Depuis que la prime à « l’excellence » existe, l’aliénation des jeunes étudiants ne cesse de croitre. Elle réduit leur vision et amène ces jeunes à signer des motions de soutien un peu partout oubliant les réalités catastrophiques dans lesquelles ils vivent : « on va faire comment ! ». C’est ainsi que dans certains quartiers des villes du Cameroun, des jeunes après avoir reçu cette prime, ont vite fait d’arborer les pagnes du parti au pouvoir signant de fait des motions de soutien et de remerciement au chef de l’Etat pour les 3 milliards. Faut-il remercier quelqu’un parce qu’il a fait ce qu’il devait faire depuis longtemps et ne l’a pas fait ? Je n’y crois pas. Alors cet état des choses a fait que la jeunesse camerounaise soit devenue une éternelle attentiste et « remercieuse » des actes et habitudes politiques machiavéliques. Je dirai que les jeunes étudiants camerounais ont perdu ainsi tout sens critique et de remise en question de l’ordre établi pour se gaver dans les plaisirs machiavélico-politiques dont le régime en place leur offre moyennant leur avenir. Or l’avancement de la société passe par la capitalisation d’une masse critique importante.
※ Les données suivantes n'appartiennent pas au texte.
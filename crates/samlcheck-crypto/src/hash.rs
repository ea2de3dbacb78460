//! Message digests.

use aws_lc_rs::digest;

use crate::algorithm::DigestAlgorithm;

/// Computes the digest of `data` with the given algorithm.
#[must_use]
pub fn digest(algorithm: DigestAlgorithm, data: &[u8]) -> Vec<u8> {
    let alg = match algorithm {
        DigestAlgorithm::Sha1 => &digest::SHA1_FOR_LEGACY_USE_ONLY,
        DigestAlgorithm::Sha256 => &digest::SHA256,
        DigestAlgorithm::Sha384 => &digest::SHA384,
        DigestAlgorithm::Sha512 => &digest::SHA512,
    };

    digest::digest(alg, data).as_ref().to_vec()
}
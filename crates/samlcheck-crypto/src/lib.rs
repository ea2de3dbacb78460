//! # samlcheck-crypto
//!
//! Cryptographic primitives used to check XML signatures on SAML documents,
//! built on aws-lc-rs and x509-parser.
//!
//! - [`algorithm`] - XML-DSig digest and signature algorithm identifiers
//! - [`hash`] - message digests
//! - [`keys`] - verification keys extracted from X.509 certificates
//! - [`pem`] - certificate PEM normalization
//!
//! Legacy algorithms (SHA-1, RSA-SHA1) are accepted because this crate is
//! used to *diagnose* signatures produced by existing identity providers, not
//! to produce new ones.

#![forbid(unsafe_code)]
#![deny(missing_docs)]

pub mod algorithm;
pub mod error;
pub mod hash;
pub mod keys;
pub mod pem;

pub use algorithm::{DigestAlgorithm, SignatureAlgorithm};
pub use error::{CryptoError, CryptoResult};
pub use hash::digest;
pub use keys::{KeyKind, VerificationKey};
pub use pem::{certificate_der, normalize_certificate};
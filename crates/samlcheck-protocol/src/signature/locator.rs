//! Locating the assertion and its signature.

use thiserror::Error;

use crate::constants::{SAML_NS, XMLDSIG_NS};
use crate::error::SamlError;
use crate::xml::{Document, NodeId};

/// The signature search did not find exactly one element.
#[derive(Debug, Clone, Copy, PartialEq, Eq, Error)]
pub enum LocateError {
    /// No `ds:Signature` inside the assertion.
    #[error("no ds:Signature found in the assertion")]
    SignatureNotFound,
    /// More than one `ds:Signature` inside the assertion.
    #[error("{0} ds:Signature elements found in the assertion")]
    AmbiguousSignature(usize),
}

impl From<LocateError> for SamlError {
    fn from(err: LocateError) -> Self {
        let found = match err {
            LocateError::SignatureNotFound => 0,
            LocateError::AmbiguousSignature(count) => count,
        };
        Self::exactly_one("ds:Signature", found)
    }
}

/// Finds the single `saml:Assertion` of a document.
///
/// # Errors
///
/// Returns [`SamlError::StructuralViolation`] unless exactly one assertion
/// exists.
pub fn find_assertion(doc: &Document) -> Result<NodeId, SamlError> {
    let assertions = doc.descendants_named(doc.document_node(), SAML_NS, "Assertion");
    match assertions.as_slice() {
        [assertion] => Ok(*assertion),
        other => Err(SamlError::exactly_one("saml:Assertion", other.len())),
    }
}

/// Finds the single `ds:Signature` below an assertion.
///
/// # Errors
///
/// Returns [`LocateError`] unless exactly one signature exists.
pub fn find_signature(doc: &Document, assertion: NodeId) -> Result<NodeId, LocateError> {
    let signatures = doc.descendants_named(assertion, XMLDSIG_NS, "Signature");
    match signatures.as_slice() {
        [] => Err(LocateError::SignatureNotFound),
        [signature] => Ok(*signature),
        more => Err(LocateError::AmbiguousSignature(more.len())),
    }
}
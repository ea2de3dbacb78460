//! Error types for cryptographic operations.

use thiserror::Error;

/// Result type for cryptographic operations.
pub type CryptoResult<T> = Result<T, CryptoError>;

/// Error type for cryptographic operations.
#[derive(Debug, Error)]
pub enum CryptoError {
    /// The certificate could not be decoded or parsed.
    #[error("invalid certificate: {0}")]
    InvalidCertificate(String),

    /// The certificate carries a key type this crate cannot verify with.
    #[error("unsupported key type: {0}")]
    UnsupportedKey(String),

    /// The algorithm identifier is unknown or not supported.
    #[error("algorithm not supported: {0}")]
    UnsupportedAlgorithm(String),

    /// The signature algorithm does not match the key type.
    #[error("algorithm {algorithm} cannot be used with a {key} key")]
    KeyMismatch {
        /// Signature algorithm URI.
        algorithm: String,
        /// Key description.
        key: String,
    },
}
//! XML canonicalization.
//!
//! Implements Canonical XML 1.0 and Exclusive XML Canonicalization 1.0, with
//! and without comments, over a subtree of a [`Document`]. One node (and its
//! subtree) can be excluded from the output, which is how the
//! enveloped-signature transform is applied.

use std::collections::{BTreeMap, BTreeSet};

use crate::constants::canonicalization_algorithms as uris;

use super::document::{Attribute, Document, Element, NodeId, NodeKind};
use super::XML_NS;

/// Canonicalization algorithm and its parameters.
#[derive(Debug, Clone, PartialEq, Eq)]
pub struct CanonicalizationMethod {
    /// Exclusive (true) or inclusive (false) canonicalization.
    pub exclusive: bool,
    /// Whether comments are kept.
    pub with_comments: bool,
    /// `InclusiveNamespaces PrefixList` of exclusive canonicalization.
    /// `#default` stands for the default namespace.
    pub inclusive_prefixes: Vec<String>,
}

impl Default for CanonicalizationMethod {
    fn default() -> Self {
        Self::inclusive()
    }
}

impl CanonicalizationMethod {
    /// Canonical XML 1.0 without comments.
    #[must_use]
    pub const fn inclusive() -> Self {
        Self {
            exclusive: false,
            with_comments: false,
            inclusive_prefixes: Vec::new(),
        }
    }

    /// Exclusive XML Canonicalization 1.0 without comments.
    #[must_use]
    pub const fn exclusive() -> Self {
        Self {
            exclusive: true,
            with_comments: false,
            inclusive_prefixes: Vec::new(),
        }
    }

    /// Parses a canonicalization algorithm URI.
    #[must_use]
    pub fn from_uri(uri: &str) -> Option<Self> {
        let (exclusive, with_comments) = match uri {
            uris::C14N => (false, false),
            uris::C14N_WITH_COMMENTS => (false, true),
            uris::EXCLUSIVE_C14N => (true, false),
            uris::EXCLUSIVE_C14N_WITH_COMMENTS => (true, true),
            _ => return None,
        };
        Some(Self {
            exclusive,
            with_comments,
            inclusive_prefixes: Vec::new(),
        })
    }

    /// Returns the algorithm URI.
    #[must_use]
    pub const fn uri(&self) -> &'static str {
        match (self.exclusive, self.with_comments) {
            (false, false) => uris::C14N,
            (false, true) => uris::C14N_WITH_COMMENTS,
            (true, false) => uris::EXCLUSIVE_C14N,
            (true, true) => uris::EXCLUSIVE_C14N_WITH_COMMENTS,
        }
    }

    /// Sets the inclusive prefix list from a whitespace separated `PrefixList`.
    #[must_use]
    pub fn with_prefix_list(mut self, prefix_list: &str) -> Self {
        self.inclusive_prefixes = prefix_list.split_whitespace().map(String::from).collect();
        self
    }
}

type Bindings = BTreeMap<Option<String>, String>;

/// Canonicalizes subtrees of one document.
pub struct Canonicalizer<'d> {
    doc: &'d Document,
    method: CanonicalizationMethod,
    excluded: Option<NodeId>,
}

impl<'d> Canonicalizer<'d> {
    /// Creates a canonicalizer for `doc`.
    #[must_use]
    pub fn new(doc: &'d Document, method: CanonicalizationMethod) -> Self {
        Self {
            doc,
            method,
            excluded: None,
        }
    }

    /// Omits `node` and its subtree from the output.
    #[must_use]
    pub fn excluding(mut self, node: Option<NodeId>) -> Self {
        self.excluded = node;
        self
    }

    /// Canonicalizes the subtree rooted at `apex`.
    ///
    /// `apex` may be the document node, in which case the whole document is
    /// canonicalized.
    #[must_use]
    pub fn canonicalize(&self, apex: NodeId) -> String {
        let mut out = String::new();

        if apex == self.doc.document_node() {
            self.write_document(&mut out);
            return out;
        }

        let scope = match self.doc.parent(apex) {
            Some(parent) => self.doc.in_scope_namespaces(parent),
            None => Bindings::new(),
        };
        self.write_node(&mut out, apex, &scope, &Bindings::new(), true);
        out
    }

    fn write_document(&self, out: &mut String) {
        let doc = self.doc;
        let mut seen_root = false;
        for &child in doc.children(doc.document_node()) {
            if Some(child) == self.excluded {
                continue;
            }
            match doc.kind(child) {
                NodeKind::Element(_) => {
                    self.write_node(out, child, &Bindings::new(), &Bindings::new(), false);
                    seen_root = true;
                }
                NodeKind::Comment(_) if !self.method.with_comments => {}
                NodeKind::Comment(_) | NodeKind::ProcessingInstruction { .. } => {
                    if seen_root {
                        out.push('\n');
                    }
                    self.write_node(out, child, &Bindings::new(), &Bindings::new(), false);
                    if !seen_root {
                        out.push('\n');
                    }
                }
                _ => {}
            }
        }
    }

    fn write_node(
        &self,
        out: &mut String,
        id: NodeId,
        parent_scope: &Bindings,
        rendered: &Bindings,
        is_apex: bool,
    ) {
        if Some(id) == self.excluded {
            return;
        }

        match self.doc.kind(id) {
            NodeKind::Element(element) => {
                self.write_element(out, id, element, parent_scope, rendered, is_apex);
            }
            NodeKind::Text(text) | NodeKind::CData(text) => escape_text(out, text),
            NodeKind::Comment(comment) => {
                if self.method.with_comments {
                    out.push_str("<!--");
                    out.push_str(comment);
                    out.push_str("-->");
                }
            }
            NodeKind::ProcessingInstruction { target, data } => {
                out.push_str("<?");
                out.push_str(target);
                if !data.is_empty() {
                    out.push(' ');
                    out.push_str(data);
                }
                out.push_str("?>");
            }
            NodeKind::Document => {}
        }
    }

    fn write_element(
        &self,
        out: &mut String,
        id: NodeId,
        element: &Element,
        parent_scope: &Bindings,
        rendered: &Bindings,
        is_apex: bool,
    ) {
        let mut scope = parent_scope.clone();
        for decl in &element.namespaces {
            if decl.uri.is_empty() {
                scope.remove(&decl.prefix);
            } else {
                scope.insert(decl.prefix.clone(), decl.uri.clone());
            }
        }

        let emitted = if self.method.exclusive {
            self.exclusive_namespaces(element, &scope, rendered)
        } else {
            inclusive_namespaces(&scope, rendered)
        };

        let mut now_rendered = rendered.clone();
        for (prefix, uri) in &emitted {
            if uri.is_empty() {
                now_rendered.remove(prefix);
            } else {
                now_rendered.insert(prefix.clone(), uri.clone());
            }
        }

        let inherited = if is_apex && !self.method.exclusive {
            self.inherited_xml_attributes(id, element)
        } else {
            Vec::new()
        };
        let mut attributes: Vec<&Attribute> =
            element.attributes.iter().chain(inherited.iter()).collect();
        attributes.sort_by(|a, b| {
            let key_a = (a.namespace.as_deref().unwrap_or(""), a.name.local.as_str());
            let key_b = (b.namespace.as_deref().unwrap_or(""), b.name.local.as_str());
            key_a.cmp(&key_b)
        });

        let qname = element.name.to_string();
        out.push('<');
        out.push_str(&qname);
        for (prefix, uri) in &emitted {
            match prefix {
                Some(prefix) => {
                    out.push_str(" xmlns:");
                    out.push_str(prefix);
                }
                None => out.push_str(" xmlns"),
            }
            out.push_str("=\"");
            escape_attribute(out, uri);
            out.push('"');
        }
        for attr in attributes {
            out.push(' ');
            out.push_str(&attr.name.to_string());
            out.push_str("=\"");
            escape_attribute(out, &attr.value);
            out.push('"');
        }
        out.push('>');

        for &child in self.doc.children(id) {
            self.write_node(out, child, &scope, &now_rendered, false);
        }

        out.push_str("</");
        out.push_str(&qname);
        out.push('>');
    }

    /// Namespace nodes output by exclusive canonicalization: those visibly
    /// used by the element or its attributes, plus the inclusive prefix list.
    fn exclusive_namespaces(
        &self,
        element: &Element,
        scope: &Bindings,
        rendered: &Bindings,
    ) -> BTreeMap<Option<String>, String> {
        let mut candidates: BTreeSet<Option<String>> = BTreeSet::new();
        candidates.insert(element.name.prefix.clone());
        for attr in &element.attributes {
            if attr.name.prefix.is_some() {
                candidates.insert(attr.name.prefix.clone());
            }
        }
        for prefix in &self.method.inclusive_prefixes {
            if prefix == "#default" {
                candidates.insert(None);
            } else {
                candidates.insert(Some(prefix.clone()));
            }
        }

        let mut emitted = BTreeMap::new();
        for prefix in candidates {
            if prefix.as_deref() == Some("xml") {
                continue;
            }
            let uri = scope.get(&prefix).cloned().unwrap_or_default();
            let current = rendered.get(&prefix).cloned().unwrap_or_default();
            if uri != current {
                emitted.insert(prefix, uri);
            }
        }
        emitted
    }

    /// `xml:*` attributes of ancestors that the apex of a document subset
    /// inherits under inclusive canonicalization.
    fn inherited_xml_attributes(&self, id: NodeId, element: &Element) -> Vec<Attribute> {
        let mut found: BTreeMap<String, Attribute> = BTreeMap::new();
        let mut current = self.doc.parent(id);
        while let Some(node) = current {
            if let Some(ancestor) = self.doc.element(node) {
                for attr in &ancestor.attributes {
                    if attr.namespace.as_deref() == Some(XML_NS) {
                        found
                            .entry(attr.name.local.clone())
                            .or_insert_with(|| attr.clone());
                    }
                }
            }
            current = self.doc.parent(node);
        }

        found
            .into_values()
            .filter(|attr| {
                !element.attributes.iter().any(|own| {
                    own.namespace.as_deref() == Some(XML_NS) && own.name.local == attr.name.local
                })
            })
            .collect()
    }
}

/// Namespace nodes output by inclusive canonicalization: every in-scope
/// binding that differs from what the nearest output ancestor rendered.
fn inclusive_namespaces(scope: &Bindings, rendered: &Bindings) -> BTreeMap<Option<String>, String> {
    let mut emitted = BTreeMap::new();
    for (prefix, uri) in scope {
        if rendered.get(prefix) != Some(uri) {
            emitted.insert(prefix.clone(), uri.clone());
        }
    }
    if !scope.contains_key(&None) && rendered.contains_key(&None) {
        emitted.insert(None, String::new());
    }
    emitted
}

fn escape_text(out: &mut String, text: &str) {
    for c in text.chars() {
        match c {
            '&' => out.push_str("&amp;"),
            '<' => out.push_str("&lt;"),
            '>' => out.push_str("&gt;"),
            '\r' => out.push_str("&#xD;"),
            _ => out.push(c),
        }
    }
}

fn escape_attribute(out: &mut String, value: &str) {
    for c in value.chars() {
        match c {
            '&' => out.push_str("&amp;"),
            '<' => out.push_str("&lt;"),
            '"' => out.push_str("&quot;"),
            '\t' => out.push_str("&#x9;"),
            '\n' => out.push_str("&#xA;"),
            '\r' => out.push_str("&#xD;"),
            _ => out.push(c),
        }
    }
}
Bref la « prime à l’excellence » a rendu la jeunesse plus roublarde et fanfaronne l’emmenant à chanter la chanson qu’on lui impose et à « souhaiter longue vie au président ». Oh ! Quelle aliénation ! On comprend bien que cette prime, en plus de contrecarrer les plans « tapis dans l’ombre », cherchent à freiner l’ascension épistémologique d’une jeunesse qui veut rompre avec les certitudes établies.
D’autres aspects critiques de cette fameuse prime comme l’usage qu’on devrait en faire de cet argent ont déjà été abordés par les médias et d’autres esprits avisés. Je me suis contenté dans ce billet de questionner le contexte de la prime à l’excellence et l’une des conséquences politiques sur les jeunes. Tout ceci m’amène à penser que le terme qui irait avec ces 50 000 FCFA est celui de la prime à la médiocrité. Car cette prime couronne les médiocres et quant bien même elle couronne les excellents, elle les rend médiocres à travers l’émasculation de leur raison et la culture du « fanfaronnage » et du « remerciement » non fondé qu’elle développe en ceux-ci.
C’est clair que pour un pays comme le notre qui cherche à s’écrire et à trouver une place dans ce monde si complexe, il faut redéfinir les critères de l’excellence et cela passe par une redéfinition de cette prime sur les bases de l’excellence et d’un couronnement des plus méritants. Cela permettra à ces derniers de savoir que l’Etat les soutient et surtout de s’outiller technico-intellectuellement pour produire sur tous les plans et dans tous les domaines des savoirs capitaux pour le développement de notre société. En plus, on pourrait, comme l’ont dit certains, réorienter cette prime en dotant les institutions universitaires de bibliothèques et de laboratoires assez compétitifs pour favoriser une recherche efficace. Voila ce que j’appelle une prime de l’excellence et elle devrait remplacer la prime à la médiocrité qui existe depuis trois ans.